Data copied from device at entry point Entry into the United States — including airports and border crossings — has been kept in a database for 15 years and thousands of CBP employees can search it without a warrant, The Washington Post’s Drew Harwell reported this week. The data includes contacts, call logs, messages and photos from phones, tablets and computers, according to CBP. It may also contain social media posts, medical and financial information or internet browsing history, according to a report by the Brennan Center for Justice, a New York think tank.

senator. Ron Wyden (D-Ore.) wrote a September article. A letter on the 15th asked the CBP commissioner to stop allowing “indiscriminate access to the private records of Americans without criminal suspicion.”

Customs officials mass copy Americans’ phone data

Sierra Hussain, an attorney with the privacy-rights nonprofit Electronic Frontier Foundation, said it was unclear to what extent federal agents could use the copied data because there were few meaningful safeguards.

Hussein argued in court that CBP’s current data collection practices violated Americans’ constitutional protections.

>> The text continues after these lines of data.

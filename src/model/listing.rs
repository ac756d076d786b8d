//! Paged listing state shared by every movie list view.
//!
//! Each view owns one `PagedListing` per movie list it shows. The listing
//! accumulates pages from one `ListingSource` until the source changes, at
//! which point it is reset under a fresh epoch and the old results (including
//! any still in flight) are discarded.

use std::sync::atomic::{AtomicU64, Ordering};

use super::content::{MoviePage, MovieSummary};

/// Opaque token identifying one generation of accumulated results.
///
/// Tokens are process-unique, so a result fetched for an earlier generation
/// (or for a listing that no longer exists) can never be applied by accident.
#[derive(Clone, Copy, Debug, PartialEq, Eq)]
pub struct Epoch(u64);

static NEXT_EPOCH: AtomicU64 = AtomicU64::new(1);

fn next_epoch() -> Epoch {
    Epoch(NEXT_EPOCH.fetch_add(1, Ordering::Relaxed))
}

/// Which remote listing a `PagedListing` accumulates.
///
/// The selector (query text, genre id) is part of the source, so comparing
/// sources is the selector-change check.
#[derive(Clone, Debug, PartialEq, Eq)]
pub enum ListingSource {
    Popular,
    TopRated,
    Search { query: String },
    Genre { id: u64 },
}

/// Tag handed out when a fetch is dispatched; must be presented back to
/// `apply_page`/`abort_load` so stale completions can be dropped.
#[derive(Clone, Copy, Debug)]
pub struct LoadTicket {
    pub epoch: Epoch,
    pub page: u32,
}

#[derive(Clone, Debug)]
pub struct PagedListing {
    pub source: ListingSource,
    pub items: Vec<MovieSummary>,
    pub current_page: u32,
    pub total_pages: u32,
    pub total_results: u32,
    epoch: Epoch,
    pub loading: bool,
}

impl PagedListing {
    pub fn new(source: ListingSource) -> Self {
        Self {
            source,
            items: Vec::new(),
            current_page: 1,
            total_pages: 0,
            total_results: 0,
            epoch: next_epoch(),
            loading: false,
        }
    }

    /// A fresh listing with its page-1 fetch already marked in flight.
    /// Used when a view opens and dispatches its first load in one step.
    pub fn begin(source: ListingSource) -> (Self, LoadTicket) {
        let mut listing = Self::new(source);
        listing.loading = true;
        let ticket = LoadTicket {
            epoch: listing.epoch,
            page: listing.current_page,
        };
        (listing, ticket)
    }

    /// Selector changed: drop everything and start a new epoch.
    ///
    /// Must run before any fetch for the new source is dispatched.
    pub fn reset(&mut self, source: ListingSource) {
        *self = Self::new(source);
    }

    pub fn can_load_more(&self) -> bool {
        self.current_page < self.total_pages
    }

    /// Move to the next page if one exists. No-op past the last page.
    pub fn advance(&mut self) -> bool {
        if self.can_load_more() {
            self.current_page += 1;
            true
        } else {
            false
        }
    }

    /// Mark a fetch for the current page as in flight.
    ///
    /// Returns `None` while another fetch is outstanding: dispatch is
    /// serialized per listing, which also makes duplicate load-more triggers
    /// harmless.
    pub fn begin_load(&mut self) -> Option<LoadTicket> {
        if self.loading {
            return None;
        }
        self.loading = true;
        Some(LoadTicket {
            epoch: self.epoch,
            page: self.current_page,
        })
    }

    /// Fold a fetched page into the listing.
    ///
    /// Page 1 replaces the accumulated items; later pages append in arrival
    /// order. The server's pagination counters always win, even when they
    /// shrink. Returns `false` (leaving the listing untouched) when the
    /// ticket's epoch is no longer current.
    pub fn apply_page(&mut self, ticket: LoadTicket, page: MoviePage) -> bool {
        if ticket.epoch != self.epoch {
            tracing::debug!(
                page = ticket.page,
                "Dropping stale page result from a previous epoch"
            );
            return false;
        }
        self.loading = false;
        if page.page != ticket.page {
            tracing::debug!(
                requested = ticket.page,
                received = page.page,
                "Server answered with a different page number"
            );
        }
        if ticket.page == 1 {
            self.items = page.results;
        } else {
            self.items.extend(page.results);
        }
        self.total_pages = page.total_pages;
        self.total_results = page.total_results;
        true
    }

    /// Fetch failed: clear the in-flight flag, keep items and counters.
    /// Returns `false` for tickets from a previous epoch, which must not
    /// disturb the current load.
    pub fn abort_load(&mut self, ticket: LoadTicket) -> bool {
        if ticket.epoch == self.epoch {
            self.loading = false;
            true
        } else {
            false
        }
    }
}

#[cfg(test)]
mod tests {
    use super::*;

    fn movie(id: u64) -> MovieSummary {
        MovieSummary {
            id,
            title: format!("Movie {id}"),
            poster_path: None,
            backdrop_path: None,
            overview: String::new(),
            release_date: None,
            vote_average: 7.0,
        }
    }

    fn page(number: u32, ids: std::ops::Range<u64>, total_pages: u32, total_results: u32) -> MoviePage {
        MoviePage {
            results: ids.map(movie).collect(),
            page: number,
            total_pages,
            total_results,
        }
    }

    #[test]
    fn first_page_replaces_existing_items() {
        let mut listing = PagedListing::new(ListingSource::Popular);
        let ticket = listing.begin_load().unwrap();
        assert!(listing.apply_page(ticket, page(1, 0..20, 5, 100)));
        assert_eq!(listing.items.len(), 20);

        // A later page-1 load (e.g. a refresh) discards what was there.
        let ticket = listing.begin_load().unwrap();
        assert!(listing.apply_page(ticket, page(1, 100..103, 1, 3)));
        assert_eq!(listing.items.len(), 3);
        assert_eq!(listing.items[0].id, 100);
        assert_eq!(listing.total_pages, 1);
    }

    #[test]
    fn later_pages_append_preserving_order() {
        let mut listing = PagedListing::new(ListingSource::TopRated);
        let ticket = listing.begin_load().unwrap();
        listing.apply_page(ticket, page(1, 0..20, 3, 60));

        assert!(listing.advance());
        let ticket = listing.begin_load().unwrap();
        assert_eq!(ticket.page, 2);
        listing.apply_page(ticket, page(2, 20..40, 3, 60));

        assert_eq!(listing.items.len(), 40);
        let ids: Vec<u64> = listing.items.iter().map(|m| m.id).collect();
        assert_eq!(ids, (0..40).collect::<Vec<u64>>());
    }

    #[test]
    fn can_load_more_tracks_pagination_bounds() {
        let mut listing = PagedListing::new(ListingSource::Popular);
        // total_pages starts at 0: nothing to load.
        assert!(!listing.can_load_more());
        assert!(!listing.advance());
        assert_eq!(listing.current_page, 1);

        let ticket = listing.begin_load().unwrap();
        listing.apply_page(ticket, page(1, 0..20, 2, 40));
        assert!(listing.can_load_more());

        assert!(listing.advance());
        assert_eq!(listing.current_page, 2);
        let ticket = listing.begin_load().unwrap();
        listing.apply_page(ticket, page(2, 20..40, 2, 40));

        // At the last page advance becomes a no-op.
        assert!(!listing.can_load_more());
        assert!(!listing.advance());
        assert_eq!(listing.current_page, 2);
    }

    #[test]
    fn empty_first_page_leaves_nothing_to_load() {
        let mut listing = PagedListing::new(ListingSource::Search {
            query: "zzzzz".into(),
        });
        let ticket = listing.begin_load().unwrap();
        listing.apply_page(ticket, page(1, 0..0, 0, 0));
        assert!(listing.items.is_empty());
        assert!(!listing.can_load_more());
    }

    #[test]
    fn reset_discards_items_before_next_fetch_resolves() {
        let mut listing = PagedListing::new(ListingSource::Genre { id: 28 });
        let ticket = listing.begin_load().unwrap();
        listing.apply_page(ticket, page(1, 0..20, 10, 200));
        listing.advance();
        assert_eq!(listing.items.len(), 20);

        listing.reset(ListingSource::Genre { id: 35 });
        assert!(listing.items.is_empty());
        assert_eq!(listing.current_page, 1);
        assert_eq!(listing.total_pages, 0);
        assert!(!listing.loading);
    }

    #[test]
    fn stale_epoch_result_is_dropped() {
        let mut listing = PagedListing::new(ListingSource::Search {
            query: "alien".into(),
        });
        let stale = listing.begin_load().unwrap();

        // Query changes while the fetch is in flight.
        listing.reset(ListingSource::Search {
            query: "aliens".into(),
        });
        let fresh = listing.begin_load().unwrap();

        assert!(!listing.apply_page(stale, page(1, 0..20, 5, 100)));
        assert!(listing.items.is_empty());
        assert!(listing.loading); // the fresh load is still outstanding

        // A stale abort must not clear the fresh load either.
        assert!(!listing.abort_load(stale));
        assert!(listing.loading);

        assert!(listing.apply_page(fresh, page(1, 50..55, 1, 5)));
        assert_eq!(listing.items.len(), 5);
    }

    #[test]
    fn begin_marks_page_one_in_flight() {
        let (listing, ticket) = PagedListing::begin(ListingSource::Popular);
        assert!(listing.loading);
        assert_eq!(ticket.page, 1);
        assert!(listing.items.is_empty());
    }

    #[test]
    fn in_flight_load_blocks_duplicate_dispatch() {
        let mut listing = PagedListing::new(ListingSource::Popular);
        let ticket = listing.begin_load().unwrap();
        assert!(listing.begin_load().is_none());
        listing.apply_page(ticket, page(1, 0..20, 2, 40));
        assert!(listing.begin_load().is_some());
    }

    #[test]
    fn failed_load_keeps_accumulated_state() {
        let mut listing = PagedListing::new(ListingSource::Popular);
        let ticket = listing.begin_load().unwrap();
        listing.apply_page(ticket, page(1, 0..20, 5, 100));
        listing.advance();

        let ticket = listing.begin_load().unwrap();
        listing.abort_load(ticket);
        assert!(!listing.loading);
        assert_eq!(listing.items.len(), 20);
        // Retry refetches the same page.
        assert_eq!(listing.begin_load().unwrap().page, 2);
    }

    #[test]
    fn genre_discover_two_page_walkthrough() {
        let mut listing = PagedListing::new(ListingSource::Genre { id: 28 });
        let ticket = listing.begin_load().unwrap();
        assert!(listing.apply_page(ticket, page(1, 0..20, 10, 200)));
        assert_eq!(listing.items.len(), 20);
        assert_eq!(listing.total_results, 200);
        assert!(listing.can_load_more());

        assert!(listing.advance());
        assert_eq!(listing.current_page, 2);
        let ticket = listing.begin_load().unwrap();
        assert!(listing.apply_page(ticket, page(2, 20..40, 10, 200)));
        assert_eq!(listing.items.len(), 40);
    }
}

Agents often profile people from Muslims or Muslim-adjacent communities, but those searches affect people “from all walks of life in the United States,” she said, based on her interviews with those on the search.

“You don’t have to commit a felony to protect certain parts of your life from government agents,” said Nathan Freed Wessler, deputy director of the Speech, Privacy and Technology Program at the ACLU. interference.” . “It could be a medical diagnosis, mental health struggles, romantic relationships, information about our children, you name it.”

In a statement, a CBP spokesman said the agency searches equipment “in accordance with statutory and regulatory authorities” and its guidelines ensure that each search is “sensible, responsible and consistent with the public trust.”

Not keen on opening your contacts, call logs and messages to thousands of government-employed strangers? Here’s what you can do before entering customs:

Unlike other law enforcement agencies, border authorities do not need a warrant to search your device. They might do basic searches—they scroll through your device, check text, photos, or anything else they can easily access—even if they don’t suspect you of wrongdoing. However, if an agent suspects you pose a “national security concern,” they can perform an advanced search using digital forensics tools to copy data from your device.

How you’re prepared to use your device to cross the border depends on the risk you’re willing to take, said Nathan Freed Wessler, deputy program director of the Speech, Privacy and Technology Program at the ACLU.

If you’re more concerned about agents digging through your messages and photos in basic searches, then deleting the files from your device will do just fine. If you’re a dissident, human rights activist, journalist, or anyone else looking to avoid government surveillance or excessive interference, your focus may be on preventing agents from accessing your device.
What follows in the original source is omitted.